Cytogenetic Analysis
Chromosomal abnormalities are identified in 15–20% of patients.
Erythroid Colony Formation
Burst-forming unit-erythroid (BFU-E) from PV patients can grow in EPO-free culture media, forming endogenous erythroid colonies, which was once the most specific diagnostic test for PV.
Diagnosis and Differential Diagnosis
Diagnosis (2022 WHO Criteria)
Major Criteria:
- Hemoglobin (Hb) levels: >165 g/L for males, >160 g/L for females; or hematocrit (HCT): >0.49 for males, >0.48 for females.
- Bone marrow biopsy indicates panmyelosis relative to age, with significant erythroid and granulocytic proliferation, as well as polymorphic, variably sized, and mature megakaryocyte proliferation.
- Presence of JAK2 V617F mutation or JAK2 EXON12 mutation.
Minor Criterion:
- Serum erythropoietin (EPO) levels lower than normal.
Major Criterion 2 may not be required when Major Criterion 3 and the Minor Criterion are fulfilled, and Hb levels are >185 g/L for males or >165 g/L for females; or HCT is >0.55 for males or >0.49 for females.
A diagnosis of PV requires meeting all three Major Criteria or the first two Major Criteria along with the Minor Criterion.
Differential Diagnosis
Distinguishing PV from secondary erythrocytosis and relative erythrocytosis is necessary.
Secondary Erythrocytosis
Secondary erythrocytosis is primarily caused by increased EPO levels due to various factors that stimulate excessive bone marrow erythroid activity.

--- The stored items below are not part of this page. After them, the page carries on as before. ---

//! Open/Closed lifecycle state with a broadcast-once shutdown signal
//!
//! The guard gates every public facade operation and lets workers observe
//! shutdown cooperatively. Close is one-way and terminal: exactly one
//! caller performs the transition, and the signal fires exactly once.

use crate::error::{MgmtError, Result};
use std::sync::atomic::{AtomicBool, Ordering};
use tokio::sync::watch;

/// Tracks Open → Closed for a facade instance
pub struct LifecycleGuard {
    closed: AtomicBool,
    shutdown_tx: watch::Sender<bool>,
}

impl LifecycleGuard {
    /// Create a guard in the Open state
    pub fn new() -> Self {
        let (shutdown_tx, _) = watch::channel(false);
        Self {
            closed: AtomicBool::new(false),
            shutdown_tx,
        }
    }

    /// Fail fast with `Closed` if the facade has been closed
    pub fn check(&self) -> Result<()> {
        if self.is_closed() {
            Err(MgmtError::Closed)
        } else {
            Ok(())
        }
    }

    /// Whether close has been observed
    pub fn is_closed(&self) -> bool {
        self.closed.load(Ordering::SeqCst)
    }

    /// Transition to Closed and fire the shutdown signal
    ///
    /// Returns true for the one caller that performed the transition;
    /// every later (or concurrent) call is a no-op returning false.
    pub fn close(&self) -> bool {
        if self
            .closed
            .compare_exchange(false, true, Ordering::SeqCst, Ordering::SeqCst)
            .is_err()
        {
            return false;
        }
        self.shutdown_tx.send_replace(true);
        tracing::debug!("Lifecycle closed, shutdown signaled");
        true
    }

    /// Get a receiver for workers to select on
    pub fn watch(&self) -> watch::Receiver<bool> {
        self.shutdown_tx.subscribe()
    }
}

impl Default for LifecycleGuard {
    fn default() -> Self {
        Self::new()
    }
}
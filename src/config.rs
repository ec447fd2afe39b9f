//! Facade configuration
//!
//! Procedure and topic names are built from a configurable prefix; the
//! suffixes after the prefix are fixed by the deployed management API.

use std::time::Duration;

/// Default procedure/topic prefix of the router management API
pub const DEFAULT_PREFIX: &str = "io.xconn.mgmt";

/// Configuration for the management facade
#[derive(Debug, Clone)]
pub struct MgmtConfig {
    /// Procedure/topic prefix (deployment-specific)
    pub prefix: String,

    /// Interval between coalesced batch deliveries to a sink
    pub coalesce_interval: Duration,

    /// Coalescer queue capacity; overflow drops the oldest item
    pub coalesce_capacity: usize,

    /// Retained log lines per (realm, session) key
    pub log_cache_cap: usize,
}

impl Default for MgmtConfig {
    fn default() -> Self {
        Self {
            prefix: DEFAULT_PREFIX.to_string(),
            coalesce_interval: Duration::from_millis(50),
            coalesce_capacity: 500,
            log_cache_cap: 2000,
        }
    }
}

impl MgmtConfig {
    /// Create a config with a deployment-specific prefix
    pub fn with_prefix(prefix: impl Into<String>) -> Self {
        Self {
            prefix: prefix.into(),
            ..Self::default()
        }
    }

    /// Build a full procedure or topic name from a suffix
    pub fn procedure(&self, suffix: &str) -> String {
        format!("{}.{}", self.prefix, suffix)
    }

    /// Topic carrying periodic stats snapshots
    pub fn stats_topic(&self) -> String {
        self.procedure("stats.on_update")
    }
}

#[cfg(test)]
mod tests {
    use super::*;

    #[test]
    fn test_default_procedure_names() {
        let config = MgmtConfig::default();
        assert_eq!(config.procedure("realm.list"), "io.xconn.mgmt.realm.list");
        assert_eq!(
            config.procedure("session.list"),
            "io.xconn.mgmt.session.list"
        );
        assert_eq!(
            config.procedure("stats.status.set"),
            "io.xconn.mgmt.stats.status.set"
        );
        assert_eq!(
            config.procedure("session.log.set"),
            "io.xconn.mgmt.session.log.set"
        );
        assert_eq!(config.stats_topic(), "io.xconn.mgmt.stats.on_update");
    }

    #[test]
    fn test_custom_prefix() {
        let config = MgmtConfig::with_prefix("io.acme.mgmt");
        assert_eq!(config.procedure("realm.list"), "io.acme.mgmt.realm.list");
        assert_eq!(config.coalesce_capacity, 500);
    }

    #[test]
    fn test_default_bounds() {
        let config = MgmtConfig::default();
        assert_eq!(config.coalesce_interval, Duration::from_millis(50));
        assert_eq!(config.log_cache_cap, 2000);
    }
}
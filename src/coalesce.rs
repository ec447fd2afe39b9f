//! Bounded, time-windowed event coalescing
//!
//! Decouples a fast producer (push events at notification speed) from a
//! slow consumer (a renderer that must not repaint more than N times per
//! second). Items enter a bounded queue; on overflow the oldest item is
//! dropped, favoring freshness over completeness. A periodic drain task
//! delivers everything queued since the last tick as one batch.

use std::collections::VecDeque;
use std::sync::atomic::{AtomicU64, Ordering};
use std::sync::Arc;
use std::time::Duration;
use tokio::sync::{watch, Mutex};
use tokio::task::JoinHandle;
use tokio::time::MissedTickBehavior;

/// Bounded drop-oldest buffer with periodic batch delivery
pub struct StreamCoalescer<T> {
    queue: Mutex<VecDeque<T>>,
    capacity: usize,
    dropped: AtomicU64,
}

impl<T: Send + 'static> StreamCoalescer<T> {
    /// Create a coalescer with the given queue capacity
    pub fn new(capacity: usize) -> Self {
        Self {
            queue: Mutex::new(VecDeque::with_capacity(capacity)),
            capacity,
            dropped: AtomicU64::new(0),
        }
    }

    /// Queue an item, discarding the oldest on overflow
    ///
    /// Never blocks the producer beyond the queue lock.
    pub async fn push(&self, item: T) {
        let mut queue = self.queue.lock().await;
        if queue.len() >= self.capacity {
            queue.pop_front();
            self.dropped.fetch_add(1, Ordering::Relaxed);
        }
        queue.push_back(item);
    }

    /// Items currently queued
    pub async fn len(&self) -> usize {
        self.queue.lock().await.len()
    }

    /// Items discarded under overflow so far
    pub fn dropped(&self) -> u64 {
        self.dropped.load(Ordering::Relaxed)
    }

    /// Spawn the drain loop
    ///
    /// Every `every`, all queued items are drained and handed to `sink` in
    /// one invocation; an empty tick delivers nothing. Either watch signal
    /// firing ends the loop permanently; items still queued are discarded.
    /// The signals are re-checked between drain and delivery so no batch
    /// reaches the sink after cancellation was observed. The queue lock is
    /// never held across the sink call.
    ///
    /// Sink failures are the consumer's own concern: the sink is infallible
    /// by contract, and a display-layer defect must not take down the
    /// pipeline.
    pub fn spawn_drain<F>(
        self: Arc<Self>,
        every: Duration,
        mut shutdown: watch::Receiver<bool>,
        mut cancel: watch::Receiver<bool>,
        sink: F,
    ) -> JoinHandle<()>
    where
        F: Fn(Vec<T>) + Send + Sync + 'static,
    {
        tokio::spawn(async move {
            let mut ticker = tokio::time::interval(every);
            ticker.set_missed_tick_behavior(MissedTickBehavior::Skip);

            // The signal may have fired before this task started
            if *shutdown.borrow() || *cancel.borrow() {
                return;
            }

            loop {
                tokio::select! {
                    _ = shutdown.changed() => break,
                    _ = cancel.changed() => break,
                    _ = ticker.tick() => {
                        let batch: Vec<T> = {
                            let mut queue = self.queue.lock().await;
                            queue.drain(..).collect()
                        };
                        if batch.is_empty() {
                            continue;
                        }
                        if *shutdown.borrow() || *cancel.borrow() {
                            break;
                        }
                        sink(batch);
                    }
                }
            }

            tracing::debug!(dropped = self.dropped(), "Coalescer drain stopped");
        })
    }
}
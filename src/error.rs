//! Error types for xtop-mgmt

use thiserror::Error;

/// Errors that can occur in the management facade
#[derive(Debug, Error)]
pub enum MgmtError {
    /// Remote call failed at the transport level (fault, timeout)
    #[error("Remote call '{procedure}' failed: {reason}")]
    Call {
        procedure: String,
        reason: String,
    },

    /// Response decoded, but carried no usable data
    #[error("Malformed response from '{procedure}': {reason}")]
    Malformed {
        procedure: String,
        reason: String,
    },

    /// Log enable call succeeded but the response lacked a topic field
    #[error("No log topic found in response")]
    NoTopic,

    /// Push registration on a topic failed
    #[error("Failed to subscribe to topic '{topic}': {reason}")]
    Subscribe {
        topic: String,
        reason: String,
    },

    /// Operation attempted after the facade was closed
    #[error("Management facade is closed")]
    Closed,
}

/// Result type alias for management operations
pub type Result<T> = std::result::Result<T, MgmtError>;
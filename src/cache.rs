//! Bounded per-session log history
//!
//! Retains the most recent log lines per (realm, session) key with strict
//! FIFO eviction. The live path only appends; reads exist for replay and
//! inspection. Concurrent append from the delivery path is safe while the
//! close path inspects or clears.

use crate::types::{LogKey, LogLine};
use std::collections::{HashMap, VecDeque};
use tokio::sync::RwLock;

/// Default retained lines per key
pub const DEFAULT_LOG_CACHE_CAP: usize = 2000;

/// Bounded, ordered log line cache keyed by (realm, session)
pub struct SessionLogCache {
    entries: RwLock<HashMap<LogKey, VecDeque<LogLine>>>,
    cap: usize,
}

impl SessionLogCache {
    /// Create a cache retaining at most `cap` lines per key
    pub fn new(cap: usize) -> Self {
        Self {
            entries: RwLock::new(HashMap::new()),
            cap,
        }
    }

    /// Append a line, evicting the single oldest entry at capacity
    pub async fn append(&self, key: &LogKey, line: LogLine) {
        let mut entries = self.entries.write().await;
        let lines = entries.entry(key.clone()).or_default();

        if self.cap > 0 && lines.len() >= self.cap {
            lines.pop_front();
        }
        lines.push_back(line);
    }

    /// Number of lines retained for a key
    pub async fn len(&self, key: &LogKey) -> usize {
        let entries = self.entries.read().await;
        entries.get(key).map_or(0, VecDeque::len)
    }

    /// Whether nothing is retained for a key
    pub async fn is_empty(&self, key: &LogKey) -> bool {
        self.len(key).await == 0
    }

    /// Most recent lines for a key, oldest first, up to `limit`
    pub async fn recent(&self, key: &LogKey, limit: usize) -> Vec<LogLine> {
        let entries = self.entries.read().await;
        entries.get(key).map_or_else(Vec::new, |lines| {
            let skip = lines.len().saturating_sub(limit);
            lines.iter().skip(skip).cloned().collect()
        })
    }

    /// Drop all retained history
    pub async fn clear(&self) {
        self.entries.write().await.clear();
    }
}

impl Default for SessionLogCache {
    fn default() -> Self {
        Self::new(DEFAULT_LOG_CACHE_CAP)
    }
}

#[cfg(test)]
mod tests {
    use super::*;

    fn key() -> LogKey {
        LogKey::new("realm1", 7)
    }

    #[tokio::test]
    async fn test_append_and_read() {
        let cache = SessionLogCache::new(10);
        let key = key();

        cache.append(&key, LogLine::new("a")).await;
        cache.append(&key, LogLine::new("b")).await;

        assert_eq!(cache.len(&key).await, 2);
        let lines = cache.recent(&key, 10).await;
        assert_eq!(lines[0].message, "a");
        assert_eq!(lines[1].message, "b");
    }

    #[tokio::test]
    async fn test_fifo_eviction_at_cap() {
        let cache = SessionLogCache::new(3);
        let key = key();

        for i in 0..5 {
            cache.append(&key, LogLine::new(format!("line{}", i))).await;
        }

        assert_eq!(cache.len(&key).await, 3);
        let lines = cache.recent(&key, 10).await;
        let messages: Vec<&str> = lines.iter().map(|l| l.message.as_str()).collect();
        assert_eq!(messages, vec!["line2", "line3", "line4"]);
    }

    #[tokio::test]
    async fn test_bound_holds_for_any_append_count() {
        // final length = min(N, C), content = last C items in order
        let cache = SessionLogCache::new(2000);
        let key = key();

        for i in 0..2500 {
            cache.append(&key, LogLine::new(format!("{}", i))).await;
        }

        assert_eq!(cache.len(&key).await, 2000);
        let lines = cache.recent(&key, 2000).await;
        assert_eq!(lines.first().unwrap().message, "500");
        assert_eq!(lines.last().unwrap().message, "2499");
    }

    #[tokio::test]
    async fn test_keys_are_independent() {
        let cache = SessionLogCache::new(2);
        let a = LogKey::new("realm1", 1);
        let b = LogKey::new("realm1", 2);

        cache.append(&a, LogLine::new("a1")).await;
        cache.append(&b, LogLine::new("b1")).await;
        cache.append(&a, LogLine::new("a2")).await;
        cache.append(&a, LogLine::new("a3")).await;

        assert_eq!(cache.len(&a).await, 2);
        assert_eq!(cache.len(&b).await, 1);
        assert_eq!(cache.recent(&a, 10).await[0].message, "a2");
    }

    #[tokio::test]
    async fn test_recent_limit() {
        let cache = SessionLogCache::new(10);
        let key = key();
        for i in 0..6 {
            cache.append(&key, LogLine::new(format!("{}", i))).await;
        }

        let last_two = cache.recent(&key, 2).await;
        assert_eq!(last_two.len(), 2);
        assert_eq!(last_two[0].message, "4");
        assert_eq!(last_two[1].message, "5");
    }

    #[tokio::test]
    async fn test_clear() {
        let cache = SessionLogCache::new(10);
        let key = key();
        cache.append(&key, LogLine::new("x")).await;

        cache.clear().await;
        assert!(cache.is_empty(&key).await);
        assert!(cache.recent(&key, 10).await.is_empty());
    }

    #[tokio::test]
    async fn test_concurrent_append_stays_bounded() {
        use std::sync::Arc;

        let cache = Arc::new(SessionLogCache::new(100));
        let key = key();

        let mut handles = Vec::new();
        for t in 0..8 {
            let cache = Arc::clone(&cache);
            let key = key.clone();
            handles.push(tokio::spawn(async move {
                for i in 0..100 {
                    cache
                        .append(&key, LogLine::new(format!("t{}-{}", t, i)))
                        .await;
                }
            }));
        }
        for handle in handles {
            handle.await.unwrap();
        }

        assert_eq!(cache.len(&key).await, 100);
    }
}
//! # xtop-mgmt
//!
//! Bounded, coalesced live-telemetry bridge to a router management API.
//!
//! ## Overview
//!
//! `xtop-mgmt` turns the request/response plus publish/subscribe management
//! surface of a remote router into a stream of bounded, coalesced updates
//! suitable for a slow consumer such as a terminal renderer. It issues the
//! remote queries, keeps at most one push subscription per logical stream,
//! buffers high-frequency events with a drop-oldest policy, and guarantees
//! clean, race-free teardown.
//!
//! ## Quick Start
//!
//! ```rust
//! use std::sync::Arc;
//! use xtop_mgmt::{ManagementFacade, MemoryRouter, MgmtConfig};
//!
//! # async fn example() -> xtop_mgmt::Result<()> {
//! let router = MemoryRouter::new();
//! router.add_realm("realm1", vec![]).await;
//!
//! let facade = ManagementFacade::new(Arc::new(router), MgmtConfig::default());
//!
//! for row in facade.realm_overview().await? {
//!     println!("{}: {} sessions ({})", row.realm, row.sessions, row.status);
//! }
//!
//! facade
//!     .stream_session_logs("realm1", 42, |batch| {
//!         for line in batch {
//!             println!("{}", line.message);
//!         }
//!     })
//!     .await?;
//!
//! facade.close().await;
//! # Ok(())
//! # }
//! ```
//!
//! ## Architecture
//!
//! - **Session** trait — seam for the real RPC/pub-sub transport
//! - **RemoteGateway** — typed, lossy-tolerant wrapper over the management calls
//! - **StreamCoalescer** — bounded drop-oldest buffer with ticked batch delivery
//! - **SessionLogCache** — per-(realm, session) FIFO-bounded log history
//! - **ManagementFacade** — composes the above behind one lifecycle

pub mod cache;
pub mod coalesce;
pub mod config;
pub mod error;
pub mod facade;
pub mod gateway;
pub mod lifecycle;
pub mod session;
pub mod types;

// Re-export core types
pub use cache::{SessionLogCache, DEFAULT_LOG_CACHE_CAP};
pub use coalesce::StreamCoalescer;
pub use config::{MgmtConfig, DEFAULT_PREFIX};
pub use error::{MgmtError, Result};
pub use facade::ManagementFacade;
pub use gateway::RemoteGateway;
pub use lifecycle::LifecycleGuard;
pub use session::{MemoryRouter, Session, Subscription, SubscriptionHandle};
pub use types::{
    LogKey, LogLine, Payload, RealmOverview, RealmStatus, SessionSummary, StatsSnapshot,
};
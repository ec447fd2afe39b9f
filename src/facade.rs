//! Management facade — the single composed entry point
//!
//! Owns the lifecycle, the bounded log cache, and at most one active
//! subscription per logical stream (session logs, stats). Remote queries
//! are lifecycle-gated passthroughs to the gateway; streams run as worker
//! pairs (event pump + coalescer drain) that stop cooperatively on the
//! shared shutdown signal.
//!
//! Locking discipline: no facade lock is ever held across a sink
//! invocation, and the stream slot lock serializes teardown of a prior
//! subscription with the registration of its replacement.

use crate::cache::SessionLogCache;
use crate::coalesce::StreamCoalescer;
use crate::config::MgmtConfig;
use crate::error::{MgmtError, Result};
use crate::gateway::RemoteGateway;
use crate::lifecycle::LifecycleGuard;
use crate::session::{Session, Subscription, SubscriptionHandle};
use crate::types::{
    LogKey, LogLine, Payload, RealmOverview, RealmStatus, SessionSummary, StatsSnapshot,
};
use std::sync::Arc;
use tokio::sync::{watch, Mutex};

/// Facade over one router management session
///
/// Constructed per remote session; owns all of its own state. `close()`
/// is idempotent and tears everything down race-free.
pub struct ManagementFacade {
    session: Arc<dyn Session>,
    gateway: RemoteGateway,
    config: Arc<MgmtConfig>,
    lifecycle: Arc<LifecycleGuard>,
    log_cache: Arc<SessionLogCache>,
    // Shared so close() can hand slot teardown to a detached task
    active_log: Arc<Mutex<Option<ActiveStream>>>,
    active_stats: Arc<Mutex<Option<ActiveStream>>>,
}

/// A registered push stream: its subscription handle and cancel signal
struct ActiveStream {
    handle: SubscriptionHandle,
    cancel_tx: watch::Sender<bool>,
}

impl ActiveStream {
    fn cancel(&self) {
        self.cancel_tx.send_replace(true);
    }
}

impl ManagementFacade {
    /// Create a facade over a shared session handle
    pub fn new(session: Arc<dyn Session>, config: MgmtConfig) -> Self {
        let config = Arc::new(config);
        let gateway = RemoteGateway::new(Arc::clone(&session), Arc::clone(&config));
        let log_cache = Arc::new(SessionLogCache::new(config.log_cache_cap));

        Self {
            session,
            gateway,
            config,
            lifecycle: Arc::new(LifecycleGuard::new()),
            log_cache,
            active_log: Arc::new(Mutex::new(None)),
            active_stats: Arc::new(Mutex::new(None)),
        }
    }

    /// The retained log history, for replay and inspection
    pub fn log_cache(&self) -> &SessionLogCache {
        &self.log_cache
    }

    /// Whether the facade has been closed
    pub fn is_closed(&self) -> bool {
        self.lifecycle.is_closed()
    }

    /// List the realms hosted by the router
    pub async fn realms(&self) -> Result<Vec<String>> {
        self.lifecycle.check()?;
        self.gateway.realms().await
    }

    /// Count the sessions connected to a realm
    pub async fn sessions_count(&self, realm: &str) -> Result<u64> {
        self.lifecycle.check()?;
        self.gateway.sessions_count(realm).await
    }

    /// Fetch session summaries for a realm
    pub async fn session_details(&self, realm: &str) -> Result<Vec<SessionSummary>> {
        self.lifecycle.check()?;
        self.gateway.session_details(realm).await
    }

    /// Realm list with per-realm session count and status
    ///
    /// A realm whose count query fails is reported Offline with count 0;
    /// it does not fail the overview.
    pub async fn realm_overview(&self) -> Result<Vec<RealmOverview>> {
        self.lifecycle.check()?;
        let realms = self.gateway.realms().await?;

        let mut rows = Vec::with_capacity(realms.len());
        for realm in realms {
            let count = match self.gateway.sessions_count(&realm).await {
                Ok(n) => Some(n),
                Err(e) => {
                    tracing::warn!(realm = %realm, error = %e, "Session count query failed");
                    None
                }
            };
            rows.push(RealmOverview {
                realm,
                sessions: count.unwrap_or(0),
                status: RealmStatus::classify(count),
            });
        }

        Ok(rows)
    }

    /// Toggle periodic stats emission server-side
    pub async fn enable_stats(&self, enable: bool) -> Result<()> {
        self.lifecycle.check()?;
        self.gateway.set_stats(enable).await
    }

    /// Stream coalesced stats snapshots to a sink
    ///
    /// Enables stats server-side and subscribes the stats topic. Only the
    /// latest snapshot per tick reaches the sink. Long-lived for the
    /// facade lifetime; a second call supersedes the first.
    pub async fn stream_stats<F>(&self, sink: F) -> Result<()>
    where
        F: Fn(StatsSnapshot) + Send + Sync + 'static,
    {
        self.lifecycle.check()?;
        self.gateway.set_stats(true).await?;
        let topic = self.config.stats_topic();

        let mut slot = self.active_stats.lock().await;
        // Close may have won the slot lock while we were on the wire
        self.lifecycle.check()?;
        self.teardown_prior(&mut slot).await;

        let (handle, sub) = self.session.subscribe(&topic).await?;
        self.bail_if_closed(&handle).await?;

        let (cancel_tx, cancel_rx) = watch::channel(false);
        let coalescer = Arc::new(StreamCoalescer::new(self.config.coalesce_capacity));

        self.spawn_pump(
            sub,
            Arc::clone(&coalescer),
            cancel_rx.clone(),
            |event: &Payload, out: &mut Vec<StatsSnapshot>| {
                if let Some(stats) = event.args.first().and_then(StatsSnapshot::from_value) {
                    out.push(stats);
                }
            },
        );

        let _ = coalescer.spawn_drain(
            self.config.coalesce_interval,
            self.lifecycle.watch(),
            cancel_rx,
            move |batch: Vec<StatsSnapshot>| {
                if let Some(last) = batch.last() {
                    sink(*last);
                }
            },
        );

        *slot = Some(ActiveStream { handle, cancel_tx });
        tracing::info!(topic = %topic, "Stats stream started");
        Ok(())
    }

    /// Stream coalesced log batches for one session to a sink
    ///
    /// Enables log emission server-side, subscribes the returned topic,
    /// and replaces any prior active log stream — the prior topic is
    /// unsubscribed before the new subscribe. Returns once subscription
    /// is confirmed; delivery is asynchronous from that point. A
    /// subscribe failure leaves no active subscription.
    pub async fn stream_session_logs<F>(&self, realm: &str, session_id: u64, sink: F) -> Result<()>
    where
        F: Fn(Vec<LogLine>) + Send + Sync + 'static,
    {
        self.lifecycle.check()?;
        let topic = self.gateway.enable_session_logs(realm, session_id).await?;

        let mut slot = self.active_log.lock().await;
        // Close may have won the slot lock while we were on the wire
        self.lifecycle.check()?;
        self.teardown_prior(&mut slot).await;

        let (handle, sub) = self.session.subscribe(&topic).await?;
        if let Err(e) = self.bail_if_closed(&handle).await {
            self.gateway.disable_session_logs().await;
            return Err(e);
        }

        let (cancel_tx, cancel_rx) = watch::channel(false);
        let coalescer = Arc::new(StreamCoalescer::new(self.config.coalesce_capacity));

        let key = LogKey::new(realm, session_id);
        let cache = Arc::clone(&self.log_cache);
        self.spawn_log_pump(sub, Arc::clone(&coalescer), cancel_rx.clone(), key, cache);

        let _ = coalescer.spawn_drain(
            self.config.coalesce_interval,
            self.lifecycle.watch(),
            cancel_rx,
            sink,
        );

        *slot = Some(ActiveStream { handle, cancel_tx });
        tracing::info!(topic = %topic, realm, session_id, "Session log stream started");
        Ok(())
    }

    /// Stop the active log stream, if any
    ///
    /// Unsubscribes and asks the router to disable log emission.
    /// Idempotent; safe when nothing is active and after close.
    pub async fn stop_session_logs(&self) -> Result<()> {
        let prev = self.active_log.lock().await.take();

        if let Some(prev) = prev {
            prev.cancel();
            if let Err(e) = self.session.unsubscribe(&prev.handle).await {
                tracing::warn!(topic = %prev.handle.topic, error = %e, "Unsubscribe failed");
            }
            self.gateway.disable_session_logs().await;
            tracing::info!(topic = %prev.handle.topic, "Session log stream stopped");
        }

        Ok(())
    }

    /// Close the facade
    ///
    /// Flips the state, fires the shutdown signal, clears the log cache,
    /// and returns. Subscription teardown runs in a detached task, so an
    /// in-flight remote call (which may hold a stream slot lock) never
    /// delays close. Idempotent and safe to call concurrently with event
    /// delivery and stream starts.
    pub async fn close(&self) {
        if !self.lifecycle.close() {
            return;
        }

        let session = Arc::clone(&self.session);
        let gateway = self.gateway.clone();
        let log_slot = Arc::clone(&self.active_log);
        let stats_slot = Arc::clone(&self.active_stats);
        tokio::spawn(async move {
            if let Some(prev) = log_slot.lock().await.take() {
                prev.cancel();
                if let Err(e) = session.unsubscribe(&prev.handle).await {
                    tracing::warn!(topic = %prev.handle.topic, error = %e, "Unsubscribe failed");
                }
                gateway.disable_session_logs().await;
            }
            if let Some(prev) = stats_slot.lock().await.take() {
                prev.cancel();
                if let Err(e) = session.unsubscribe(&prev.handle).await {
                    tracing::warn!(topic = %prev.handle.topic, error = %e, "Unsubscribe failed");
                }
            }
        });

        self.log_cache.clear().await;
        tracing::info!("Management facade closed");
    }

    /// Undo a subscribe that landed after close was requested
    ///
    /// A stream start that was already past its lifecycle checks when
    /// close flipped the state must not register anything: release the
    /// subscription and report `Closed` instead.
    async fn bail_if_closed(&self, handle: &SubscriptionHandle) -> Result<()> {
        if !self.lifecycle.is_closed() {
            return Ok(());
        }
        if let Err(e) = self.session.unsubscribe(handle).await {
            tracing::warn!(topic = %handle.topic, error = %e, "Unsubscribe failed");
        }
        Err(MgmtError::Closed)
    }

    /// Cancel and unsubscribe the stream in `slot`, leaving it empty
    ///
    /// Caller holds the slot lock, so no new subscription can be issued
    /// while the previous one is being torn down.
    async fn teardown_prior(&self, slot: &mut Option<ActiveStream>) {
        if let Some(prev) = slot.take() {
            prev.cancel();
            if let Err(e) = self.session.unsubscribe(&prev.handle).await {
                tracing::warn!(topic = %prev.handle.topic, error = %e, "Unsubscribe failed");
            }
        }
    }

    /// Pump for the log stream: decode string args, feed cache + coalescer
    fn spawn_log_pump(
        &self,
        mut sub: Box<dyn Subscription>,
        coalescer: Arc<StreamCoalescer<LogLine>>,
        mut cancel: watch::Receiver<bool>,
        key: LogKey,
        cache: Arc<SessionLogCache>,
    ) {
        let mut shutdown = self.lifecycle.watch();
        tokio::spawn(async move {
            if *shutdown.borrow() || *cancel.borrow() {
                return;
            }
            loop {
                tokio::select! {
                    _ = shutdown.changed() => break,
                    _ = cancel.changed() => break,
                    event = sub.next() => {
                        let Some(event) = event else { break };
                        for arg in &event.args {
                            if let Some(message) = arg.as_str() {
                                let line = LogLine::new(message);
                                cache.append(&key, line.clone()).await;
                                coalescer.push(line).await;
                            }
                        }
                    }
                }
            }
            tracing::debug!(key = %key, "Log pump stopped");
        });
    }

    /// Generic pump: decode each event into items, feed the coalescer
    fn spawn_pump<T, D>(
        &self,
        mut sub: Box<dyn Subscription>,
        coalescer: Arc<StreamCoalescer<T>>,
        mut cancel: watch::Receiver<bool>,
        decode: D,
    ) where
        T: Send + 'static,
        D: Fn(&Payload, &mut Vec<T>) + Send + 'static,
    {
        let mut shutdown = self.lifecycle.watch();
        tokio::spawn(async move {
            if *shutdown.borrow() || *cancel.borrow() {
                return;
            }
            loop {
                tokio::select! {
                    _ = shutdown.changed() => break,
                    _ = cancel.changed() => break,
                    event = sub.next() => {
                        let Some(event) = event else { break };
                        let mut items = Vec::new();
                        decode(&event, &mut items);
                        for item in items {
                            coalescer.push(item).await;
                        }
                    }
                }
            }
        });
    }
}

Common causes include high altitude, chronic obstructive pulmonary disease (COPD), cyanotic congenital heart disease, carbon monoxide poisoning, smoking, and kidney diseases.
Relative Erythrocytosis
Relative erythrocytosis is usually a result of reduced plasma volume, leading to a pseudo-increase in red blood cell levels.
Treatment
The objectives of treatment are to prevent thrombosis, control disease-related symptoms, and delay disease progression. During the polycythemic phase, maintaining HCT levels below 0.45 is essential.
Phlebotomy
At the initial stage, phlebotomy is performed 1–2 times per week, with each session removing 300–450 mL of blood. Once HCT levels fall below 0.45, the intervals between phlebotomies can be extended. For patients with concomitant cardiovascular or cerebrovascular conditions, small-volume, frequent phlebotomies are preferred. Red blood cell apheresis is an effective method for rapidly reducing HCT levels in a short period.
Thrombosis Prevention
Low-dose aspirin is the first-line choice, at a daily dose of 100 mg. For patients intolerant to aspirin, clopidogrel or dipyridamole may be considered.
Cytoreductive Therapy
High-risk patients should receive cytoreductive treatment, with hydroxyurea or interferon being considered first-line options. Interferon is more likely than hydroxyurea to achieve both hematological and molecular responses. For younger patients (<60 years old), interferon is preferred. Commonly used agents include interferon-α (9–25 × 106 U per week, administered in three subcutaneous injections) and hydroxyurea (10–20 mg/kg/day), with the dose adjusted based on the complete blood count.
JAK2 Inhibitors
In December 2014, the U.S. FDA approved ruxolitinib for use in patients who are resistant or intolerant to hydroxyurea. The starting dose is 10 mg twice daily, administered orally. Gradual tapering over 7–10 days is required to discontinue ruxolitinib to avoid abrupt withdrawal.
Prognosis
Untreated symptomatic PV patients have a median survival time of 6–18 months from diagnosis. In contrast, treated PV patients achieve a median survival time of 14–18.9 years. Assessment of thrombotic risk and survival can be performed using thrombotic risk stratification and the International Working Group for PV Prognostic Scoring System (IWG-PV).